Le coût écologique du travail le dimanche

Planete Terra, 17/07/09

Les députés ont tranché. Si les sénateurs leur emboîtent le pas le 21 juillet, le travail du dimanche sera désormais légal et réglementé. Concernées ? Les zones touristiques ou thermales (quelque 500 d’après le gouvernement, dix fois plus selon l’opposition) et les périmètres d’usage de consommation exceptionnel (PUCE) de Paris, Lille et Marseille. En bref, ces zones périurbaines où fleurissent hypermarchés et grandes surfaces en tout genre. La mesure risque d’avoir un coût. Et pas seulement pour notre porte-monnaie.

Pour le gouvernement pas de doute, la loi votée à l’Assemblée le 15 juillet est un progrès.
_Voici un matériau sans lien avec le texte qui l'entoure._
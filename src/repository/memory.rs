//! In-memory repository.
//!
//! Reference implementation of the repository contract, used as the backend
//! for router tests. Keeps reports in insertion order, like the append-only
//! table it stands in for.

use std::collections::HashMap;

use async_trait::async_trait;

use crate::errors::FleetTrackerError;
use crate::models::{PositionReport, VehicleId, VehicleStatus};

use super::{ReportRepository, StatusRepository};

#[derive(Debug, Default)]
pub struct InMemoryFleet {
    reports: Vec<PositionReport>,
    statuses: Vec<VehicleStatus>,
}

impl InMemoryFleet {
    pub fn new() -> Self {
        Self::default()
    }

    pub fn push_report(&mut self, report: PositionReport) {
        self.reports.push(report);
    }

    pub fn push_status(&mut self, status: VehicleStatus) {
        self.statuses.push(status);
    }
}

/// Single pass over `reports`, tracking the running best `(recorded_at, id)`
/// per vehicle. O(n) regardless of how many reports a vehicle has.
fn latest_by_vehicle<'a, I>(reports: I) -> Vec<PositionReport>
where
    I: IntoIterator<Item = &'a PositionReport>,
{
    let mut best: HashMap<VehicleId, &PositionReport> = HashMap::new();
    for report in reports {
        best.entry(report.vehicle_id)
            .and_modify(|current| {
                if report.observation_key() > current.observation_key() {
                    *current = report;
                }
            })
            .or_insert(report);
    }

    let mut result: Vec<PositionReport> = best.into_values().cloned().collect();
    result.sort_by_key(|r| r.vehicle_id);
    result
}

#[async_trait]
impl ReportRepository for InMemoryFleet {
    async fn latest_per_vehicle(
        &self,
        filter: Option<&[VehicleId]>,
    ) -> Result<Vec<PositionReport>, FleetTrackerError> {
        let result = match filter {
            Some(ids) => latest_by_vehicle(
                self.reports
                    .iter()
                    .filter(|r| ids.contains(&r.vehicle_id)),
            ),
            None => latest_by_vehicle(&self.reports),
        };
        Ok(result)
    }

    async fn recent_for_vehicle(
        &self,
        id: VehicleId,
        limit: u32,
    ) -> Result<Vec<PositionReport>, FleetTrackerError> {
        let mut matching: Vec<PositionReport> = self
            .reports
            .iter()
            .filter(|r| r.vehicle_id == id)
            .cloned()
            .collect();
        matching.sort_by_key(|r| std::cmp::Reverse(r.observation_key()));
        matching.truncate(limit as usize);
        Ok(matching)
    }
}

#[async_trait]
impl StatusRepository for InMemoryFleet {
    async fn all_statuses(&self) -> Result<Vec<VehicleStatus>, FleetTrackerError> {
        let mut statuses = self.statuses.clone();
        statuses.sort_by(|a, b| a.name.cmp(&b.name));
        Ok(statuses)
    }
}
Social d’abord. « Il y avait une demande des salariés pour régulariser leur situation (…) Et bien enfin, grâce à cette loi, ces salariés vont voir leur situation sécurisée, confiait le 15 juillet Luc Châtel, nouveau ministre de l’Education nationale qui s’exprimait au micro de France Info en tant que porte-parole du gouvernement. « La loi a prévu un certain nombre de garde-fous », a-t-il ajouté. Des garde-fous peu satisfaisants pour l’opposition de gauche. Certes, si la loi promet, en zone PUCE, de garantir aux employés un salaire doublé ce jour-là (si la convention collective existante est muette sur ce point, ce qui reste un cas minoritaire ndlr) et un repos compensateur, elle ne prévoit aucune compensation en zone touristique.

Du côté économique, le gouvernement promet plus d’emploi et une croissance relancée grâce à une réglementation moins rigide. « C’est une contribution, en période de crise, il est indispensable de saisir toutes les opportunités qui se présentent (…) Ce sont les petits ruisseaux qui font la grande rivière, la reprise de la croissance », a souligné de son côté Henri de Raincourt, le ministre chargé des relations avec le Parlement, cité par l’’agence de presse AP. Pourtant, en novembre dernier, une étude du Crédoc soulignait que la mesure ne pouvait avoir qu’une très faible efficacité économique : dans un contexte où le pouvoir d’achat des Français n’augmente pas, le plus probable est « que l’essentiel des ventes réalisées le dimanche corresponde au transfert de ventes initialement réalisées les autres jours de la semaine », soulignait l’étude.

Surconsommation d’énergie

Reste le coût environnemental d’une telle mesure. Car ouvrir des magasins le 7ème jour peut peser lourd sur l’ardoise de la planète.« C’est une loi à contre courant de la prise de conscience des limites de notre planète. (..) Les commerces ouvriront donc le dimanche pour toujours plus de consommation dont une partie inutile, toujours plus de déplacements motorisés producteurs de gaz à effets de serre mais toujours moins de vie familiale, culturelle et sociale », peste sur son blog Martine Billard, ex-députée Verts et nouvelle recrue du Front de Gauche. « Chauffer, éclairer, climatiser, transporter produits et consommateurs un jour de plus, est évidemment générateur de surconsommation d’énergie et producteur de CO2. Nulle évaluation de ces sujets n’a été produite. Des commerces d’ameublement ont cessé d’ouvrir le dimanche au vu des coûts générés », soulignait déjà le PS en décembre 2008 sur son site internet, dans un argumentaire adressé à ses militants.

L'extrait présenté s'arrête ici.